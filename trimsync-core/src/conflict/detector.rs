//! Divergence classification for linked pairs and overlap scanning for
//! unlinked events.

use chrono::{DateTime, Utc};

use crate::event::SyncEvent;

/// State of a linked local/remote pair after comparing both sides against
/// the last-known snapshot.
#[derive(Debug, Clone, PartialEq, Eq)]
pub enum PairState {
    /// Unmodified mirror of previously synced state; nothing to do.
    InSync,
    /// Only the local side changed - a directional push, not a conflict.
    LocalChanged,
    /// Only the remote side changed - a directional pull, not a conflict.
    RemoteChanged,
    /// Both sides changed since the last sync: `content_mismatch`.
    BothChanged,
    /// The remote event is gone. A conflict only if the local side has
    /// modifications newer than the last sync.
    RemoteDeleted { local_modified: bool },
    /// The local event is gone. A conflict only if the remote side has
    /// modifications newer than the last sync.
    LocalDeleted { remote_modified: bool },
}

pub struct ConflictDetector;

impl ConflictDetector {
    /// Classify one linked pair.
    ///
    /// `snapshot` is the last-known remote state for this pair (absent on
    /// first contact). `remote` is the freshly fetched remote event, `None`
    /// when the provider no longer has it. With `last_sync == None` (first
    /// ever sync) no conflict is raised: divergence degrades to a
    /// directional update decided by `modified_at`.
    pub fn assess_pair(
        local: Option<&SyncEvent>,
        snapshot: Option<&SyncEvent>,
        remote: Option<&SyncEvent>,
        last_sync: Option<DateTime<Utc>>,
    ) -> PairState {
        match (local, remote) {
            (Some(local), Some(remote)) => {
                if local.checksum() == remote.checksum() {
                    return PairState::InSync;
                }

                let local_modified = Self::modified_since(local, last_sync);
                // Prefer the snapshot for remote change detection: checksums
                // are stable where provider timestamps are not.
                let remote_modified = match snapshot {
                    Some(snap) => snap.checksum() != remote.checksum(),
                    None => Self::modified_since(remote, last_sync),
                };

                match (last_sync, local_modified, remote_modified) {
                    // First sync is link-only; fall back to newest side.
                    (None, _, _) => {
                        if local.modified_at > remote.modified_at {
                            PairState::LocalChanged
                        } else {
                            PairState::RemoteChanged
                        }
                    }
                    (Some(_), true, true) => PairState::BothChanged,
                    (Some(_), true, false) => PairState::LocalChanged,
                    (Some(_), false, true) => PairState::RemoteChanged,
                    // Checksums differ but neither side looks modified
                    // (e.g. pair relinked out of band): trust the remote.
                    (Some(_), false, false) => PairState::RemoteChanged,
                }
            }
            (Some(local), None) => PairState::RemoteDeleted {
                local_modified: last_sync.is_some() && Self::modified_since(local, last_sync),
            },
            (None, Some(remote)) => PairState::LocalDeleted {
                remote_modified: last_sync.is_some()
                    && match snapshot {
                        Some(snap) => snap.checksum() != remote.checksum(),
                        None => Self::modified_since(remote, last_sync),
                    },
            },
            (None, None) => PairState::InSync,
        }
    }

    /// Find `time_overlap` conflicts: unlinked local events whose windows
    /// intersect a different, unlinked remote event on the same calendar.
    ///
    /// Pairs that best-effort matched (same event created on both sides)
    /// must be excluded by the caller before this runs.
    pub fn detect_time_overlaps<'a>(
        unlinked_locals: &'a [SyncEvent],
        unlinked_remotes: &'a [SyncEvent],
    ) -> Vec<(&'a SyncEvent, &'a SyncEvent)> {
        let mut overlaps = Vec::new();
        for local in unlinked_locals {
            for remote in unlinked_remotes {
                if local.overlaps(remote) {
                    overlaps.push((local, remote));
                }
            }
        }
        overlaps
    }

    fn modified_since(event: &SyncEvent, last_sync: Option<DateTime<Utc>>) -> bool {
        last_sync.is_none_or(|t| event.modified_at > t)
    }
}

==

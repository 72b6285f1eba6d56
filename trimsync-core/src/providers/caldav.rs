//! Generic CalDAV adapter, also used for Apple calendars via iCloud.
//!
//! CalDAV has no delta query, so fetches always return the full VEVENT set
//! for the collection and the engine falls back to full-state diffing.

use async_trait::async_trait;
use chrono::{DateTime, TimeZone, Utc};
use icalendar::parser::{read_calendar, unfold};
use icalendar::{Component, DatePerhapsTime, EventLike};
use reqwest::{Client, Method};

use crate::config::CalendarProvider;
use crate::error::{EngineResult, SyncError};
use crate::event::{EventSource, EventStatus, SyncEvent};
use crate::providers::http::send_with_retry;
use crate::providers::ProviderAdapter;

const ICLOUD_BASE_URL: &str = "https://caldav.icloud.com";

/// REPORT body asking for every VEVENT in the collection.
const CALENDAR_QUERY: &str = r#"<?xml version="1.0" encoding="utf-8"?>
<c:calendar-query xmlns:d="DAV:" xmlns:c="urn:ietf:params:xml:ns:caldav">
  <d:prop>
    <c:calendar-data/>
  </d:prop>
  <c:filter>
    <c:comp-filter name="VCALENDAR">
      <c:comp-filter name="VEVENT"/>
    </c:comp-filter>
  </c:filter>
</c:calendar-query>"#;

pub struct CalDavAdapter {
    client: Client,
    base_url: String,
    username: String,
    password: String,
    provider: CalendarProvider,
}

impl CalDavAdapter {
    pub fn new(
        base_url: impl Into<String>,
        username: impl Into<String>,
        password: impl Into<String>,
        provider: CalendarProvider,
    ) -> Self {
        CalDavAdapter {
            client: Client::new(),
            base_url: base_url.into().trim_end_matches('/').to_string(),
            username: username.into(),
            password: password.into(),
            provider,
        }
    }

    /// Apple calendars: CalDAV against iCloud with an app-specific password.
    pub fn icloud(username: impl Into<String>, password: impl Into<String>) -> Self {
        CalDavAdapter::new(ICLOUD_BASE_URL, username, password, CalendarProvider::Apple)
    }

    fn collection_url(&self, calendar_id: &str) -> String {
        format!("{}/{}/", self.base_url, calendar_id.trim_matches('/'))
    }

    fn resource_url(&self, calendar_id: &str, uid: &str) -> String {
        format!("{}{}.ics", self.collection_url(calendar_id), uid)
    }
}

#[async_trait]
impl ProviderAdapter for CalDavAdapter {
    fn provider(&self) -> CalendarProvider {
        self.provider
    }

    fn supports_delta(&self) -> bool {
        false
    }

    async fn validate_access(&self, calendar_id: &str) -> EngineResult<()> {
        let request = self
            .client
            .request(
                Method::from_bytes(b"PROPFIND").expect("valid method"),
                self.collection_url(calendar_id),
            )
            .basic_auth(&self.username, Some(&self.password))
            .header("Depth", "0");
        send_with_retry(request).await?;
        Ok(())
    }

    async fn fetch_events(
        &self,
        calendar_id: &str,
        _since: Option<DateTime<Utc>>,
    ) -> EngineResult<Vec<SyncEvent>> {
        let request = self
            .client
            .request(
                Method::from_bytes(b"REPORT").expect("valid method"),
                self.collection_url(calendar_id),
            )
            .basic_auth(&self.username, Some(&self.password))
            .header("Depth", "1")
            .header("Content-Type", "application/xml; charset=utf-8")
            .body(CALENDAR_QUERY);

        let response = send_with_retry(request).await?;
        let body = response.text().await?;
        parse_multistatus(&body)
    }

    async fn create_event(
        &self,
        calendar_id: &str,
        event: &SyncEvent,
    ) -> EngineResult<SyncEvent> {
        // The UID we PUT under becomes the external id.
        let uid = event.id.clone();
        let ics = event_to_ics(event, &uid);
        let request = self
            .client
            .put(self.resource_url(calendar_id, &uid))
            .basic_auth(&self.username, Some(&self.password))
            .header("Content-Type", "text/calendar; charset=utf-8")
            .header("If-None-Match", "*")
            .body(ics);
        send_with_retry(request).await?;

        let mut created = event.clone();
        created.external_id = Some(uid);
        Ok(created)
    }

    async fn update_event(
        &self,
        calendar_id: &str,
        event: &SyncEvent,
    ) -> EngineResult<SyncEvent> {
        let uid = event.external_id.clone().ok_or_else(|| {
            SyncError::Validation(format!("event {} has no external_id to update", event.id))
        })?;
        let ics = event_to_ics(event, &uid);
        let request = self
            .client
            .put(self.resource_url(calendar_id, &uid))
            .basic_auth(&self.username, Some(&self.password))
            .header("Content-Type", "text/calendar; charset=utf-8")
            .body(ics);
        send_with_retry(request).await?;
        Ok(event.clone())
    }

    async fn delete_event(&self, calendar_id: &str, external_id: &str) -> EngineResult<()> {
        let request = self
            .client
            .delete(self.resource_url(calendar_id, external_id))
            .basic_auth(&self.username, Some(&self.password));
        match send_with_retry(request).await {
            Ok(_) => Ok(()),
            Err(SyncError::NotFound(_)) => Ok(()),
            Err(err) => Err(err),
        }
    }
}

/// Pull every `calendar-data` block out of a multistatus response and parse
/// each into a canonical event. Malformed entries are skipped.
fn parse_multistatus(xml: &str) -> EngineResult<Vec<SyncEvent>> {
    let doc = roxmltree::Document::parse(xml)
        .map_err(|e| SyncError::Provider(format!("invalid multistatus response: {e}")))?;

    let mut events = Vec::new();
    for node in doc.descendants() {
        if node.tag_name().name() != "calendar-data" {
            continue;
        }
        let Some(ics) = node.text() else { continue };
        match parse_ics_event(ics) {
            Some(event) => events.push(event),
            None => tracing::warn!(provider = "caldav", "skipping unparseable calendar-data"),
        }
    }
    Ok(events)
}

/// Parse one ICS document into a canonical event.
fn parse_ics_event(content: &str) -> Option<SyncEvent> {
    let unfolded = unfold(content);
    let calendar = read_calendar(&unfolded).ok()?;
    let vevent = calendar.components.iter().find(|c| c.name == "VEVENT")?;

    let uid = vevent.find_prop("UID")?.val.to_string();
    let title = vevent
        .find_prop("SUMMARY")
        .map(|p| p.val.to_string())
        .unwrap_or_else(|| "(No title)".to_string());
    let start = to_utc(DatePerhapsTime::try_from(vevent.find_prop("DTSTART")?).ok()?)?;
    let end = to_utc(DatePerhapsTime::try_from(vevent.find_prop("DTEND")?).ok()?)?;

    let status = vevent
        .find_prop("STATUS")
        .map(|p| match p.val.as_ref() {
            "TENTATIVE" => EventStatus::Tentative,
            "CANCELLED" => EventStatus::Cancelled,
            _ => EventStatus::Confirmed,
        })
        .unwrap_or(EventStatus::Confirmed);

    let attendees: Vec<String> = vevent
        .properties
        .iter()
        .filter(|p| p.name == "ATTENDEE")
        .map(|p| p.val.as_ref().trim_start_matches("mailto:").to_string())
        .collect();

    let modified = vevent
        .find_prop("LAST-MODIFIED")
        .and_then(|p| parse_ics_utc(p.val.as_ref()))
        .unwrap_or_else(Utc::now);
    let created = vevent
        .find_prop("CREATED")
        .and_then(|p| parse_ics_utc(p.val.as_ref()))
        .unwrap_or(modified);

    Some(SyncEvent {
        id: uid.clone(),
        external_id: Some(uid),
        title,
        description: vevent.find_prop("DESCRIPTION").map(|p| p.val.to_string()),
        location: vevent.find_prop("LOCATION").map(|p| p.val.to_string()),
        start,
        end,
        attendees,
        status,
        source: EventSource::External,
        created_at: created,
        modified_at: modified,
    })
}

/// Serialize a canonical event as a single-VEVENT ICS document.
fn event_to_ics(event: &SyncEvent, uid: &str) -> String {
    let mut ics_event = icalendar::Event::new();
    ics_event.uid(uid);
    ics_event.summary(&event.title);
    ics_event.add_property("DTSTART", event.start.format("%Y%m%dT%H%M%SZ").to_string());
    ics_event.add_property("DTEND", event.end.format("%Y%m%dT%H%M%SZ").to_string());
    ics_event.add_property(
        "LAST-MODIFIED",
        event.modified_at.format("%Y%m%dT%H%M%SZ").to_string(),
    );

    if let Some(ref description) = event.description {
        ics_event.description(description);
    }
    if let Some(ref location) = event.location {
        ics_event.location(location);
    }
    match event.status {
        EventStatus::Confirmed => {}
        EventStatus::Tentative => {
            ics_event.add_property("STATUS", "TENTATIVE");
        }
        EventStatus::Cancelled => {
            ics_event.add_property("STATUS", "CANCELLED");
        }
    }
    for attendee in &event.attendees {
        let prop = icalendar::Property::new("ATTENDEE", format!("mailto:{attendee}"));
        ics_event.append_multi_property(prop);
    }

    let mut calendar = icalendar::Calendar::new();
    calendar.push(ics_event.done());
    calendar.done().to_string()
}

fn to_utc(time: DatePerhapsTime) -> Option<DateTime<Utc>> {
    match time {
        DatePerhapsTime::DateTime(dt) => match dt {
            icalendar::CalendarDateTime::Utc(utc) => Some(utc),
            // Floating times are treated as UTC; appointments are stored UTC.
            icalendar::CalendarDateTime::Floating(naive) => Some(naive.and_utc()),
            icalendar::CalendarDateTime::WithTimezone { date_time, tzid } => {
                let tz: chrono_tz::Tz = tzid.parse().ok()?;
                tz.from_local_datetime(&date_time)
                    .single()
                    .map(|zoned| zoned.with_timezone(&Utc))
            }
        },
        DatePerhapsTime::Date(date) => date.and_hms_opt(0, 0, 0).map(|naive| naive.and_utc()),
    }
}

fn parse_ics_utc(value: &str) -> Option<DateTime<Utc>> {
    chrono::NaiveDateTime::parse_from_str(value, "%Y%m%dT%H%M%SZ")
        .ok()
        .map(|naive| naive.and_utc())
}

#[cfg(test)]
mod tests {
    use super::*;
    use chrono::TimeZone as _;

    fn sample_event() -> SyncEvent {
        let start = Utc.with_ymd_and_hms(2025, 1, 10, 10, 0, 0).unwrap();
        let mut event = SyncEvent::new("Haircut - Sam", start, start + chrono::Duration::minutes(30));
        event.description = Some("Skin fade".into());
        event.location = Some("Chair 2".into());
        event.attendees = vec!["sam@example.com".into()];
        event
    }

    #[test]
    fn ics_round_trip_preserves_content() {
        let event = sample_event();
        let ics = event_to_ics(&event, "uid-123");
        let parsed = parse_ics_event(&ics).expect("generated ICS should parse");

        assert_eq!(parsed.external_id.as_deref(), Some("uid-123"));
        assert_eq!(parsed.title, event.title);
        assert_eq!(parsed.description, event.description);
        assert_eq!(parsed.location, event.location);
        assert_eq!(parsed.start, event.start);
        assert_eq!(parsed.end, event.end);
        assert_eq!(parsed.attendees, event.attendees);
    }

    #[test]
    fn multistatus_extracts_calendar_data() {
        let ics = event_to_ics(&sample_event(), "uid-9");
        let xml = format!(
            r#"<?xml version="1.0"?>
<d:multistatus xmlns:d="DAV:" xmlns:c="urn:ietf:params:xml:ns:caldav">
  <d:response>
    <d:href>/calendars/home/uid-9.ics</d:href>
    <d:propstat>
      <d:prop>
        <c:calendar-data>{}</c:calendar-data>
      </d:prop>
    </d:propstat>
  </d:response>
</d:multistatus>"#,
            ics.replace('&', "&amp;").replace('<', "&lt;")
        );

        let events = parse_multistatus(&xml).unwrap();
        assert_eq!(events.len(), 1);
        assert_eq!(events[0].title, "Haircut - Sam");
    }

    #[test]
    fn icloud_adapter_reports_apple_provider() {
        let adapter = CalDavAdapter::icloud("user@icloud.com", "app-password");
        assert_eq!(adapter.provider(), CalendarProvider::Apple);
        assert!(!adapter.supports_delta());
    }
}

__Requirement__. A single figure is required: the number of lines in the entries that hold the string "RemoteChanged".

__The completed task__. 4